### What this task involves
Please tally how many lines in the entries below include the word "clap", giving only the number.
+++++
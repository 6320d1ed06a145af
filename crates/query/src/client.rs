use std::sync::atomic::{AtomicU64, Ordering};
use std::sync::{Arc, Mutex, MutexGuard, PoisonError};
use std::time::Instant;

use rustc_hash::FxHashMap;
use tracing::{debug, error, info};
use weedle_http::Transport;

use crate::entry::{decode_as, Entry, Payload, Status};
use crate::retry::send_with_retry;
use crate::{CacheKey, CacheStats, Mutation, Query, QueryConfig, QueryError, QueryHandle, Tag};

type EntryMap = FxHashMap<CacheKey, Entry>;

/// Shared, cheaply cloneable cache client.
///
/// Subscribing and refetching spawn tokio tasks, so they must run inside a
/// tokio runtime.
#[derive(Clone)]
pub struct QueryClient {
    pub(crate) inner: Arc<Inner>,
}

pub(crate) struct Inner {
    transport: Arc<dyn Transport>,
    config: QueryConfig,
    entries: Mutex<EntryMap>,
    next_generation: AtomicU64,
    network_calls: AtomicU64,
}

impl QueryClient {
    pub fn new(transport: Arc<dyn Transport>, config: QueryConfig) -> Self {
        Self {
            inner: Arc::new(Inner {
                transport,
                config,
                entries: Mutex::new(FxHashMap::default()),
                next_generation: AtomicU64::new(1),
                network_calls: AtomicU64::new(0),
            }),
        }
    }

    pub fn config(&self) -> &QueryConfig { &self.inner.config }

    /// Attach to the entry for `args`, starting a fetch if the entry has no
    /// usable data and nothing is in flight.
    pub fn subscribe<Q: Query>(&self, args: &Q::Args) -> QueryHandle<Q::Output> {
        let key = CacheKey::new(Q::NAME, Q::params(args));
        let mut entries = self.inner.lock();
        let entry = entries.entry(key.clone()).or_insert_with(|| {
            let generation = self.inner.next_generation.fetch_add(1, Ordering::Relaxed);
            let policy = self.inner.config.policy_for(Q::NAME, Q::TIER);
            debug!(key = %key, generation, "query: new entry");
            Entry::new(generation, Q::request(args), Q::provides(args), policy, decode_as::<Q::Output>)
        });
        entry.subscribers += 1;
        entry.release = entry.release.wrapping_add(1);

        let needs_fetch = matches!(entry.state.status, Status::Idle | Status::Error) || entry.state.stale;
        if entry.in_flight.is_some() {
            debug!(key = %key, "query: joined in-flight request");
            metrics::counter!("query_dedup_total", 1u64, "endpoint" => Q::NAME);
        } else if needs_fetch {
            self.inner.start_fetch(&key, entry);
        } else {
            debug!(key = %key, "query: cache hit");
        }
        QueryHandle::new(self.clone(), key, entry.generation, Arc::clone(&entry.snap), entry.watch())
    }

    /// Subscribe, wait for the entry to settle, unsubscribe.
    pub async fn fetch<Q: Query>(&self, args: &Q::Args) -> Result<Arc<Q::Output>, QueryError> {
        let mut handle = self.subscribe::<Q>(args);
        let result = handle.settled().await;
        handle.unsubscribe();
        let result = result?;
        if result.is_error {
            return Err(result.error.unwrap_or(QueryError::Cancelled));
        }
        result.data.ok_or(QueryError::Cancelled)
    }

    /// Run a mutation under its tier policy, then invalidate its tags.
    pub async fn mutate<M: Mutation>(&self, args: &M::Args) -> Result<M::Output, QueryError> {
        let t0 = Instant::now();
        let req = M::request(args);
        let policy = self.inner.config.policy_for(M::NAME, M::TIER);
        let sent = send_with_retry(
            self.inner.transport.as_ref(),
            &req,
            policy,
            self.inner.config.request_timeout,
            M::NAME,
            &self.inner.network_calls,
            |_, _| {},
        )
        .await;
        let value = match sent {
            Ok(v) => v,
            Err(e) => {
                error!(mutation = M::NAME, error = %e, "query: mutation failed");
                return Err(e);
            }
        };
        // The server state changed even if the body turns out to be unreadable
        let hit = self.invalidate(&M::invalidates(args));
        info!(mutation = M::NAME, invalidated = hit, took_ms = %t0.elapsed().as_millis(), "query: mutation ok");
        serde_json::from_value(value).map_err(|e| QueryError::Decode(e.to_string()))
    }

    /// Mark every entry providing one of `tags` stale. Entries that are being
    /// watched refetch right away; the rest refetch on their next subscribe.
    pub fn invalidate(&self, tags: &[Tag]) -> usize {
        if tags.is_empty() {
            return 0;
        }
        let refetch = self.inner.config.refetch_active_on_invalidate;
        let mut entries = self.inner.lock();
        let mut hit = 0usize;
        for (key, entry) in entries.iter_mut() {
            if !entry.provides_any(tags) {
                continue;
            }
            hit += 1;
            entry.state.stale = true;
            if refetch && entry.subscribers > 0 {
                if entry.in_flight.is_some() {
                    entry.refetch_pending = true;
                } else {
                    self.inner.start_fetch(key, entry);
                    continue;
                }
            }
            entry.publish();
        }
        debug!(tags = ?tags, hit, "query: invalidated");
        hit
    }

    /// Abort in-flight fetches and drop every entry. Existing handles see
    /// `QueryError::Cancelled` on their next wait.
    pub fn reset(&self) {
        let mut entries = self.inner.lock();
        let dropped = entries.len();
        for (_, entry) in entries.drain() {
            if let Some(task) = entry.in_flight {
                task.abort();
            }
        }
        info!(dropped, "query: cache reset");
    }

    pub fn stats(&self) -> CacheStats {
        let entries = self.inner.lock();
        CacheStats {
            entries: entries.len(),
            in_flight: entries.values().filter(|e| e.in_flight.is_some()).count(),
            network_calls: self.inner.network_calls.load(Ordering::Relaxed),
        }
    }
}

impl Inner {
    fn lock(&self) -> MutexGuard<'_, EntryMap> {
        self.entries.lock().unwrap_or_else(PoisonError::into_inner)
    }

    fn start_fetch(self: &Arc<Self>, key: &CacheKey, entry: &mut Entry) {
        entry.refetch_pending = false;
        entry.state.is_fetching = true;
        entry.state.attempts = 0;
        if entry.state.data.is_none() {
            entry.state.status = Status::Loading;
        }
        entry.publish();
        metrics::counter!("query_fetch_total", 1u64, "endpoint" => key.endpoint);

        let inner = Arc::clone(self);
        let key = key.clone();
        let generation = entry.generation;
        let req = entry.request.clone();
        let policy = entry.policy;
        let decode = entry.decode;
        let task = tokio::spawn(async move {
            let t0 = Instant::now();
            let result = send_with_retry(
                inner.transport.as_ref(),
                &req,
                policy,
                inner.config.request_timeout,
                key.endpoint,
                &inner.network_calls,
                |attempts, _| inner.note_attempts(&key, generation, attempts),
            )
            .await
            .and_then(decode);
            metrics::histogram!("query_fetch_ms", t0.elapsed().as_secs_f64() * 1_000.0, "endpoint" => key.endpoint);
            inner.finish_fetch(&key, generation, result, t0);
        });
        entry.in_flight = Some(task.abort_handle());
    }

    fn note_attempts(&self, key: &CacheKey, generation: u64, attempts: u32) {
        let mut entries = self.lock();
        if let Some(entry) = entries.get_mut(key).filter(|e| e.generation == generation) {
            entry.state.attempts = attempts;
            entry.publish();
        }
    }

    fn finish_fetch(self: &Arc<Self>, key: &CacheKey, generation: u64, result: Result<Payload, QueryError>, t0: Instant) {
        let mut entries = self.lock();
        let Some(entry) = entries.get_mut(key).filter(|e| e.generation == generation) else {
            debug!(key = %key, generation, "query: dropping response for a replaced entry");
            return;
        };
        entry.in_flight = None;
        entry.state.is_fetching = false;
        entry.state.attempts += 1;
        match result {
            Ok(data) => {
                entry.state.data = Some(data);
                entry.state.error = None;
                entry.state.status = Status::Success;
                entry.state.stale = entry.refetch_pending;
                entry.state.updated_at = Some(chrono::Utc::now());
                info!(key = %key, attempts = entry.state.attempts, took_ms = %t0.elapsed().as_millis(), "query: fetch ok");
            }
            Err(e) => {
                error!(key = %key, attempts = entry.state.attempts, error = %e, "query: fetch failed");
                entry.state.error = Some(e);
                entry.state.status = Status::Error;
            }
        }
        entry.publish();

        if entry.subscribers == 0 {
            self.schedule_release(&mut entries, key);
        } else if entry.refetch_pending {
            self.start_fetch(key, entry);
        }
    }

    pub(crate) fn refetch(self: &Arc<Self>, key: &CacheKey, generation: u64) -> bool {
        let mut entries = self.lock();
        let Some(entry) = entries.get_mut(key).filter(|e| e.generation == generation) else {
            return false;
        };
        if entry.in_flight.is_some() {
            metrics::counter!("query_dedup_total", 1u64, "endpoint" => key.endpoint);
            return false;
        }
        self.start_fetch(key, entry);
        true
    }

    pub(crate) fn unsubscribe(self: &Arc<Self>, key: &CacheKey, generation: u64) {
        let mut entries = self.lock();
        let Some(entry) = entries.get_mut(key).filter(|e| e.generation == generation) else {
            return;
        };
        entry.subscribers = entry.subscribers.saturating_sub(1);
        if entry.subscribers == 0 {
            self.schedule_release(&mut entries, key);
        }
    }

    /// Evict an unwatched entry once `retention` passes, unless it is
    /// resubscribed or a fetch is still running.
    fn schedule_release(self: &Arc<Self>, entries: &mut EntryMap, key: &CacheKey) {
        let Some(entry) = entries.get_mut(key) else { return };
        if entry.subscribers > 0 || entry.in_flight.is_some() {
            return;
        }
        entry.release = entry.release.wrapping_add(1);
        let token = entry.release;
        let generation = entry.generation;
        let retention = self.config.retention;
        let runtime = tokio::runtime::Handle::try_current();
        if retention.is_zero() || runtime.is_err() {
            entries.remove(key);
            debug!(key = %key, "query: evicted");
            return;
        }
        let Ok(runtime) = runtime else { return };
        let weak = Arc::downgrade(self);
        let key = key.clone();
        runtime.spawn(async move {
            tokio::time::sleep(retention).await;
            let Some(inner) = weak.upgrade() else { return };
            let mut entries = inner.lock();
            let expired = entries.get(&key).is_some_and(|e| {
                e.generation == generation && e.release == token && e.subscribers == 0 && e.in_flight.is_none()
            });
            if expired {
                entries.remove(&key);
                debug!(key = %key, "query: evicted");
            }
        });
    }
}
+++++
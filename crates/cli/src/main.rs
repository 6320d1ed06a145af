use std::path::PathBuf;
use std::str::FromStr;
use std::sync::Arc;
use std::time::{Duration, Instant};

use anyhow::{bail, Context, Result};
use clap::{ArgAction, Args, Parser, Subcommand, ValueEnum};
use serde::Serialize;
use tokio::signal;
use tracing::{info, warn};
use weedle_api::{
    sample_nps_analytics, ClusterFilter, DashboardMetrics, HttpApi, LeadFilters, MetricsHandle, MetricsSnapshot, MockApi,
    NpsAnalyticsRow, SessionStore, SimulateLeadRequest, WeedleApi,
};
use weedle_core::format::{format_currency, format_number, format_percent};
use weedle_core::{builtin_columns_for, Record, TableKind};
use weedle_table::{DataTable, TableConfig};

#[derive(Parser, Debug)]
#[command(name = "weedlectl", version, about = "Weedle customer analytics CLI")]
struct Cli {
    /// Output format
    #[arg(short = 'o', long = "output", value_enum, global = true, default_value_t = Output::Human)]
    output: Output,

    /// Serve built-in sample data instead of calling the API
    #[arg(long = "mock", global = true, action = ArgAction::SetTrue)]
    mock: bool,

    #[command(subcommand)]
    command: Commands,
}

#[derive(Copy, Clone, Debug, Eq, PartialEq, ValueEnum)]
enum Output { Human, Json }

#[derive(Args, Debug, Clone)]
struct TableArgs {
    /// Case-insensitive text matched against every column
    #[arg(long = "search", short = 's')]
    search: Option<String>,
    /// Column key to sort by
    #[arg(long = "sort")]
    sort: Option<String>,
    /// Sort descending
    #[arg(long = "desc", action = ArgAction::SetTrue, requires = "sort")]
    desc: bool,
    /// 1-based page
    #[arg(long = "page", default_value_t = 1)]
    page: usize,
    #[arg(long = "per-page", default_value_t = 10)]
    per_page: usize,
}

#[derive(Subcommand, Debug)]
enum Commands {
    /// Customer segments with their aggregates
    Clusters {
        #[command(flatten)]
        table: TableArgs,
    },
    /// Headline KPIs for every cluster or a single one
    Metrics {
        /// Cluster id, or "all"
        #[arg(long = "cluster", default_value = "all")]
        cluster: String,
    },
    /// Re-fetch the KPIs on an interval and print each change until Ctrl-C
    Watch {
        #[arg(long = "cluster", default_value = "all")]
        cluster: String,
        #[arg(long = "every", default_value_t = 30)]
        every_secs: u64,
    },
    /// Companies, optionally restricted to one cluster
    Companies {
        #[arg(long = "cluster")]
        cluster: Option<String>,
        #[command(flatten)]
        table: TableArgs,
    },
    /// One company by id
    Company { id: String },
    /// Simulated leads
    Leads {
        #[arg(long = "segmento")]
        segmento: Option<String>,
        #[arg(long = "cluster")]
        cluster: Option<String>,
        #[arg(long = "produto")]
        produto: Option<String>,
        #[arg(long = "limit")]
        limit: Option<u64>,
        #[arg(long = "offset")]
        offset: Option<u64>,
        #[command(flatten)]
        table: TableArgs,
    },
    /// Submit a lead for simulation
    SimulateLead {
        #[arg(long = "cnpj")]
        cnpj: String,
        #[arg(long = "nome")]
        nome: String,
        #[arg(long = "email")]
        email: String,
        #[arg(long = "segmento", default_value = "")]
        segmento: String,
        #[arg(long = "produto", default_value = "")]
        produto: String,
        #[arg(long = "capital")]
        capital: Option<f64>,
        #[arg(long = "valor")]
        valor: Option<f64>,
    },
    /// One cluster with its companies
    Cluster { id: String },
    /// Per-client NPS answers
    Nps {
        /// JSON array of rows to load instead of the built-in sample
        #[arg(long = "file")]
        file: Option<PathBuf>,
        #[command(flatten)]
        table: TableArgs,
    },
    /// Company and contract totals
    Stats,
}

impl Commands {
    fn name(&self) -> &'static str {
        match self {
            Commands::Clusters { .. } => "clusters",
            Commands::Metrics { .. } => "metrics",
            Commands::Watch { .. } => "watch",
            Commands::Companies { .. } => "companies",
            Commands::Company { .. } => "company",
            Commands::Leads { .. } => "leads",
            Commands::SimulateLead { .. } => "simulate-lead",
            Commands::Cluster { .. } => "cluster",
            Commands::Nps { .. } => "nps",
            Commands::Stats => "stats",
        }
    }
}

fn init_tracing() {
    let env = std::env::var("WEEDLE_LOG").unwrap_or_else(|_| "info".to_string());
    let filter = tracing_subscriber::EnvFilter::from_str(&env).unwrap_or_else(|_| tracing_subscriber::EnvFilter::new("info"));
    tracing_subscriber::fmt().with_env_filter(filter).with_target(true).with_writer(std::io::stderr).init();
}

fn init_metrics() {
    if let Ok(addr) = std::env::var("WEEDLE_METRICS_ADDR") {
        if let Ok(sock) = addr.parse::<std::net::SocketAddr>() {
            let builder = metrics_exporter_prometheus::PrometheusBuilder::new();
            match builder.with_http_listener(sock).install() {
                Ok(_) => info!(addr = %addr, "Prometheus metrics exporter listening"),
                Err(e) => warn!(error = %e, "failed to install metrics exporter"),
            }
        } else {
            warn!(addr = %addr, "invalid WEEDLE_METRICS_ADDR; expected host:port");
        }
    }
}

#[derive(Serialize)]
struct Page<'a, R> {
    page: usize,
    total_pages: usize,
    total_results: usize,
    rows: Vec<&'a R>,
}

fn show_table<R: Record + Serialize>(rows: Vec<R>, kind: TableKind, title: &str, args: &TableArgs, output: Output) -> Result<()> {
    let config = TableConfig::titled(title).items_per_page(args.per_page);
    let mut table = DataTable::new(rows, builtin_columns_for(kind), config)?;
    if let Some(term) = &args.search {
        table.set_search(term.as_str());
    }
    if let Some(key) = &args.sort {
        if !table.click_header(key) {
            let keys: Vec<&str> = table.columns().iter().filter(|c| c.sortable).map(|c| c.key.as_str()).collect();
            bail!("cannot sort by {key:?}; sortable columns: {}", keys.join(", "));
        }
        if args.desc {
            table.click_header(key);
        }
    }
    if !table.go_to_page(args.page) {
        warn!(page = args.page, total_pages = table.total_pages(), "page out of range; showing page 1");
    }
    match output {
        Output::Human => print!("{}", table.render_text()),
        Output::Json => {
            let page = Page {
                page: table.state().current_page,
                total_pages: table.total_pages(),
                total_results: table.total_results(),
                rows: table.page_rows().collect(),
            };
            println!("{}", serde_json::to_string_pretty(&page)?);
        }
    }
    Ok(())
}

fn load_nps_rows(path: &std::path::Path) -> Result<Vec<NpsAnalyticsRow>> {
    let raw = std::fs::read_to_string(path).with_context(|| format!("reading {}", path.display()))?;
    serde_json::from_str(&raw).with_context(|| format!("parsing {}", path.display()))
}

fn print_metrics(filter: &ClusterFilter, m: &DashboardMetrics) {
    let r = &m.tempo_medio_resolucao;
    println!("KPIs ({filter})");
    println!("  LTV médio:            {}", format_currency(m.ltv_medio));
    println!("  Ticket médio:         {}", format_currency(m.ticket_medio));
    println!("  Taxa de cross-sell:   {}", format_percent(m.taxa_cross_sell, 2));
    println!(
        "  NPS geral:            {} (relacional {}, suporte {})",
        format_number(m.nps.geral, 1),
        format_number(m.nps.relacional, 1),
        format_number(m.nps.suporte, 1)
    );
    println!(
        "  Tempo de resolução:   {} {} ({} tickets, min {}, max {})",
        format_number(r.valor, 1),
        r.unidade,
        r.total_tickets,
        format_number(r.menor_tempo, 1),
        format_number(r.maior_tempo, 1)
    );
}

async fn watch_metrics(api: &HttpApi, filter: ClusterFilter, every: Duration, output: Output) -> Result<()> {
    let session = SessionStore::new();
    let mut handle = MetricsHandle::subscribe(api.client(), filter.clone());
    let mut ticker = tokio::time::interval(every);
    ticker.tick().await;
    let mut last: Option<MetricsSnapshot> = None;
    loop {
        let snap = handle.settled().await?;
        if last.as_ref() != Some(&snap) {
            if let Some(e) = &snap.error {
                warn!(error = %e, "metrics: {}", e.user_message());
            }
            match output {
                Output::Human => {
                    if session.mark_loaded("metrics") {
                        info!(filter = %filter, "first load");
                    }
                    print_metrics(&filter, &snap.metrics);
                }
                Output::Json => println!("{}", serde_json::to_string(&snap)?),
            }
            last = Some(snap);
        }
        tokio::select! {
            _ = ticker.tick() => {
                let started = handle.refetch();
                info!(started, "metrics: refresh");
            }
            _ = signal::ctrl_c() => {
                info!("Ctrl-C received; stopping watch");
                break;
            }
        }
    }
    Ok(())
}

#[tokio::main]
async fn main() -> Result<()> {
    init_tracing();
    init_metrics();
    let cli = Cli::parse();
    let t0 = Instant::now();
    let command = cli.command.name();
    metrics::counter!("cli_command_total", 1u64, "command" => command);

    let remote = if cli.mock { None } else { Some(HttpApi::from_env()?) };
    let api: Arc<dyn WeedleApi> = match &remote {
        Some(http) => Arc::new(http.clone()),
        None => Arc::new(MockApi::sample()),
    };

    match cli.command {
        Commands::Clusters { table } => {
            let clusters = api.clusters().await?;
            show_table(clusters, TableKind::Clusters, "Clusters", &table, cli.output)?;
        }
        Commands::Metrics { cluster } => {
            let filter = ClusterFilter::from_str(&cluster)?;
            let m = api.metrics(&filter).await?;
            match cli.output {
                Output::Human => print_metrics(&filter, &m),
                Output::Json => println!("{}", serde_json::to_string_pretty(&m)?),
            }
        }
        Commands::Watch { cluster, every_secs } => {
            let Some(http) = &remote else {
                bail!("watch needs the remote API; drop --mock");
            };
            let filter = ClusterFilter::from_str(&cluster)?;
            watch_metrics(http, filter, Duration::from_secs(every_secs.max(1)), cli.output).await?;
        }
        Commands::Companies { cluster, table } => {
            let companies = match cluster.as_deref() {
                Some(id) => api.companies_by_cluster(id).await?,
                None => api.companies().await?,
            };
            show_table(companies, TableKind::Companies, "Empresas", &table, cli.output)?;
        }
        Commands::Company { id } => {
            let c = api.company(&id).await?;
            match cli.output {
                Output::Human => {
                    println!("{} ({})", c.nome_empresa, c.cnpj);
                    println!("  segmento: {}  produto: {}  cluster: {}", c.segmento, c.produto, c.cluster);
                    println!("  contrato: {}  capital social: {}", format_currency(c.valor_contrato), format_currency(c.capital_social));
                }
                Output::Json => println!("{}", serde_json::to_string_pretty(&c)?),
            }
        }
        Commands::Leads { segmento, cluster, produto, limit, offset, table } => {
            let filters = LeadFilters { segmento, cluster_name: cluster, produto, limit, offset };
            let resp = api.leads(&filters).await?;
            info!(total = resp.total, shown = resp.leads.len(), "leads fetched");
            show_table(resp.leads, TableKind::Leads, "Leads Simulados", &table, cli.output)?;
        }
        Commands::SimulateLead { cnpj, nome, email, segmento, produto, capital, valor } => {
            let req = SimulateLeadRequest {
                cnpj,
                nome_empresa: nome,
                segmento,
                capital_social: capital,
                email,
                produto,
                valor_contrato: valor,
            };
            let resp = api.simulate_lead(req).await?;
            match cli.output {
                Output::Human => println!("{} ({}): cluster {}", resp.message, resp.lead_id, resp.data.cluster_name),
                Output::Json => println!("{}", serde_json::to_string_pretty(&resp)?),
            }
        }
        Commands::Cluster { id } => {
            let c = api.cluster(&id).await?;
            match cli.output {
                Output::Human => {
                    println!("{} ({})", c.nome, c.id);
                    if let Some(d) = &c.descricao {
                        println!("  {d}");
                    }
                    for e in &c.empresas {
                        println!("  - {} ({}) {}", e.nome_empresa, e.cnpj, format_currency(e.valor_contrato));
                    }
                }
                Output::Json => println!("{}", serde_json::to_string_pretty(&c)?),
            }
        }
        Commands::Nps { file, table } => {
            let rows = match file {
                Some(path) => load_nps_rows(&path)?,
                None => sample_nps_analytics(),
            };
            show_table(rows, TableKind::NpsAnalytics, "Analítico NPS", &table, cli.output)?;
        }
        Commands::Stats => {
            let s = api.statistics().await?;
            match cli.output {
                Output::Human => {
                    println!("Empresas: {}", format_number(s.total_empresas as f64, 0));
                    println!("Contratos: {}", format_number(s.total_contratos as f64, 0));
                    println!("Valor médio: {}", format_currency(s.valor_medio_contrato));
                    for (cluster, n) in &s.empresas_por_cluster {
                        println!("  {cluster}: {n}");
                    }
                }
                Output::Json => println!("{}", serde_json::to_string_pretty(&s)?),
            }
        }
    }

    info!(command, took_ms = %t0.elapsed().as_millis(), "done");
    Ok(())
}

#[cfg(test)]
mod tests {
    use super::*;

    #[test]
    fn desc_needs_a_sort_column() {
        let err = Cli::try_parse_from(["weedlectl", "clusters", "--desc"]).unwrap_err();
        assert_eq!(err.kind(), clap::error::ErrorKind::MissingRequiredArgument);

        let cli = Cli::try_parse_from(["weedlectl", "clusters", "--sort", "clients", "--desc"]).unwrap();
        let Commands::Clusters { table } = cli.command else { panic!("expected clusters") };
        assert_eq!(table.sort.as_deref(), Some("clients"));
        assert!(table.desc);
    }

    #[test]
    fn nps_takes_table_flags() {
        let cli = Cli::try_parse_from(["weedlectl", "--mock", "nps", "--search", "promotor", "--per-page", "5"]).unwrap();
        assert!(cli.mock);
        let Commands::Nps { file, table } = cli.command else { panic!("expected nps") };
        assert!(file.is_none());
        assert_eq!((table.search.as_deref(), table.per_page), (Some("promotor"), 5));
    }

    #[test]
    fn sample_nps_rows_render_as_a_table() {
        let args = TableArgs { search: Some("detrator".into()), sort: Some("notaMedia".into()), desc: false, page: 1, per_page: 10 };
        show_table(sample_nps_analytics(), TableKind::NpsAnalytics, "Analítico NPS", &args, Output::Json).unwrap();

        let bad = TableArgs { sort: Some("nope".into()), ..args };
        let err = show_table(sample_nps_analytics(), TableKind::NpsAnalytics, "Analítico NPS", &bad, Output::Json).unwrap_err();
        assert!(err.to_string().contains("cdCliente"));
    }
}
+++++
### Solution to this problem
2